> **Assignment**: Say how many lines in the records include the string "SqliteTable", adding no other words.
───── Input data
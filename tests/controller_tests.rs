#![cfg(feature = "sqlite")]

use chrono::NaiveDate;
use food_tracker::calendar::current_week_start;
use food_tracker::persistence::sqlite::SqliteTable;
use food_tracker::{
    DayName, FormError, LocalCache, MealField, WeekForm, WeekSchedule, WeekStatus,
    WeekStoreAdapter,
};
use tempfile::{TempDir, tempdir};

fn d(y: i32, m: u32, d: u32) -> NaiveDate {
    NaiveDate::from_ymd_opt(y, m, d).unwrap()
}

fn sqlite_adapter(dir: &TempDir) -> WeekStoreAdapter {
    let table = SqliteTable::new(dir.path().join("food.db")).unwrap();
    let cache = LocalCache::open(dir.path().join("cache")).unwrap();
    WeekStoreAdapter::new(Some(Box::new(table)), cache)
}

#[tokio::test]
async fn new_form_starts_blank_in_planning() {
    let dir = tempdir().unwrap();
    let form = WeekForm::open(sqlite_adapter(&dir), d(2024, 6, 5)).await;
    assert_eq!(form.week_start(), d(2024, 6, 3));
    assert_eq!(form.status(), WeekStatus::Planning);
    assert!(form.schedule().is_blank());
    assert!(!form.is_dirty());
    assert_eq!(form.week_label(), "Semaine du 03/06/2024 au 09/06/2024");
}

#[tokio::test]
async fn edits_are_validated_against_the_catalog() {
    let dir = tempdir().unwrap();
    let mut form = WeekForm::open(sqlite_adapter(&dir), d(2024, 6, 3)).await;

    let err = form
        .set_field(DayName::Monday, MealField::Vegetable, "Choux")
        .unwrap_err();
    assert_eq!(
        err,
        FormError::InvalidOption {
            field: MealField::Vegetable,
            value: "Choux".into()
        }
    );
    assert!(form.schedule().is_blank());

    form.set_field(DayName::Monday, MealField::Vegetable, "Carottes")
        .unwrap();
    assert!(form.is_dirty());
    assert_eq!(
        form.schedule().get(DayName::Monday, MealField::Vegetable),
        "Carottes"
    );
}

#[tokio::test]
async fn edits_are_cached_until_saved() {
    let dir = tempdir().unwrap();
    let mut form = WeekForm::open(sqlite_adapter(&dir), d(2024, 6, 3)).await;
    form.set_field(DayName::Friday, MealField::Remarks, "Bonne journée")
        .unwrap();

    // Moving away and back restores the unsaved draft from the cache.
    form.next_week().await;
    assert_eq!(form.week_start(), d(2024, 6, 10));
    assert!(form.schedule().is_blank());
    form.previous_week().await;
    assert_eq!(form.week_start(), d(2024, 6, 3));
    assert_eq!(
        form.schedule().get(DayName::Friday, MealField::Remarks),
        "Bonne journée"
    );
    assert_eq!(form.status(), WeekStatus::Planning);
    assert!(form.is_dirty());
}

#[tokio::test]
async fn remarks_mentioning_foods_to_avoid_raise_a_warning() {
    let dir = tempdir().unwrap();
    let mut form = WeekForm::open(sqlite_adapter(&dir), d(2024, 6, 3)).await;
    form.set_field(DayName::Monday, MealField::Remarks, "goûté un peu de choux")
        .unwrap();
    let message = form.message().unwrap_or_default();
    assert!(message.contains("Choux"), "{message}");
}

#[tokio::test]
async fn save_marks_the_week_saved_and_reopens_it() {
    let dir = tempdir().unwrap();
    let mut form = WeekForm::open(sqlite_adapter(&dir), d(2024, 6, 3)).await;
    form.set_field(DayName::Tuesday, MealField::FruitLunch, "Banane")
        .unwrap();
    assert!(form.save().await);
    assert_eq!(form.status(), WeekStatus::Saved);
    assert!(!form.is_dirty());
    drop(form);

    let reopened = WeekForm::open(sqlite_adapter(&dir), d(2024, 6, 8)).await;
    assert_eq!(reopened.status(), WeekStatus::Saved);
    assert_eq!(
        reopened.schedule().get(DayName::Tuesday, MealField::FruitLunch),
        "Banane"
    );
}

#[tokio::test]
async fn save_day_persists_a_single_day() {
    let dir = tempdir().unwrap();
    let mut form = WeekForm::open(sqlite_adapter(&dir), d(2024, 6, 3)).await;
    form.set_field(DayName::Thursday, MealField::Snack, "Laitage bébé seul")
        .unwrap();
    assert!(form.save_day(DayName::Thursday).await);
    assert_eq!(form.refresh_status().await, WeekStatus::Saved);
    assert_eq!(form.history().await, vec![d(2024, 6, 3)]);
}

#[tokio::test]
async fn reset_clears_a_saved_week() {
    let dir = tempdir().unwrap();
    let mut form = WeekForm::open(sqlite_adapter(&dir), d(2024, 6, 3)).await;
    form.set_field(DayName::Monday, MealField::Protein, "10g viande blanche")
        .unwrap();
    assert!(form.save().await);

    assert!(form.reset().await);
    assert!(form.schedule().is_blank());
    assert_eq!(form.status(), WeekStatus::Planning);
    assert!(form.history().await.is_empty());

    // Nothing left to delete.
    assert!(!form.reset().await);
}

#[tokio::test]
async fn new_week_follows_the_latest_stored_week() {
    let dir = tempdir().unwrap();
    let far_future = current_week_start() + chrono::Duration::weeks(20);
    let mut form = WeekForm::open(sqlite_adapter(&dir), far_future).await;
    form.set_field(DayName::Monday, MealField::Vegetable, "Potirons")
        .unwrap();
    assert!(form.save().await);

    form.current_week().await;
    form.new_week().await;
    assert_eq!(form.week_start(), far_future + chrono::Duration::weeks(1));
    assert!(form.schedule().is_blank());
}

#[tokio::test]
async fn offline_form_works_from_the_cache() {
    let dir = tempdir().unwrap();
    let adapter = WeekStoreAdapter::offline(LocalCache::open(dir.path()).unwrap());
    let mut form = WeekForm::open(adapter, d(2024, 6, 3)).await;
    assert_eq!(form.status(), WeekStatus::LocalOnly);

    form.set_field(DayName::Sunday, MealField::Evening, "Petit pot légumes + biberon lait")
        .unwrap();
    assert!(!form.save().await);
    assert_eq!(form.status(), WeekStatus::LocalOnly);
    assert!(form.message().is_some());

    let cached: WeekSchedule = form.adapter().cache().read(d(2024, 6, 3)).unwrap();
    assert_eq!(
        cached.get(DayName::Sunday, MealField::Evening),
        "Petit pot légumes + biberon lait"
    );
}

#[tokio::test]
async fn pdf_export_reports_its_outcome() {
    let dir = tempdir().unwrap();
    let mut form = WeekForm::open(sqlite_adapter(&dir), d(2024, 6, 3)).await;

    let path = form.export_pdf(dir.path()).expect("pdf written");
    assert!(path.ends_with("suivi-alimentaire-2024-06-03.pdf"));
    assert!(form.message().unwrap_or_default().contains("PDF"));

    let missing = dir.path().join("does-not-exist");
    assert!(form.export_pdf(&missing).is_none());
    assert!(form.message().unwrap_or_default().contains("Erreur"));
}

#[tokio::test]
async fn replacing_with_another_week_drops_the_saved_status() {
    let dir = tempdir().unwrap();
    let mut form = WeekForm::open(sqlite_adapter(&dir), d(2024, 6, 3)).await;
    form.set_field(DayName::Monday, MealField::Vegetable, "Carottes")
        .unwrap();
    assert!(form.save().await);
    assert_eq!(form.status(), WeekStatus::Saved);

    let mut imported = WeekSchedule::empty(d(2024, 6, 17));
    imported.set(DayName::Friday, MealField::FruitLunch, "Poire");
    form.replace_schedule(imported);

    assert_eq!(form.week_start(), d(2024, 6, 17));
    assert_eq!(form.status(), WeekStatus::Planning);
    assert!(form.is_dirty());
    assert_eq!(form.refresh_status().await, WeekStatus::Planning);
}

#[tokio::test]
async fn replacing_the_same_week_keeps_its_status() {
    let dir = tempdir().unwrap();
    let mut form = WeekForm::open(sqlite_adapter(&dir), d(2024, 6, 3)).await;
    form.set_field(DayName::Monday, MealField::Vegetable, "Carottes")
        .unwrap();
    assert!(form.save().await);

    let mut imported = WeekSchedule::empty(d(2024, 6, 5));
    imported.set(DayName::Monday, MealField::Vegetable, "Courgettes");
    form.replace_schedule(imported);

    assert_eq!(form.status(), WeekStatus::Saved);
    assert!(form.is_dirty());
}

#[tokio::test]
async fn offline_reset_keeps_the_local_draft() {
    let dir = tempdir().unwrap();
    let adapter = WeekStoreAdapter::offline(LocalCache::open(dir.path()).unwrap());
    let mut form = WeekForm::open(adapter, d(2024, 6, 3)).await;
    form.set_field(DayName::Tuesday, MealField::Remarks, "important")
        .unwrap();

    assert!(!form.reset().await);
    assert_eq!(form.status(), WeekStatus::LocalOnly);
    assert_eq!(
        form.schedule().get(DayName::Tuesday, MealField::Remarks),
        "important"
    );
    let cached = form.adapter().cache().read(d(2024, 6, 3)).unwrap();
    assert_eq!(cached.get(DayName::Tuesday, MealField::Remarks), "important");
}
──────────
> **Exercise answer**: 2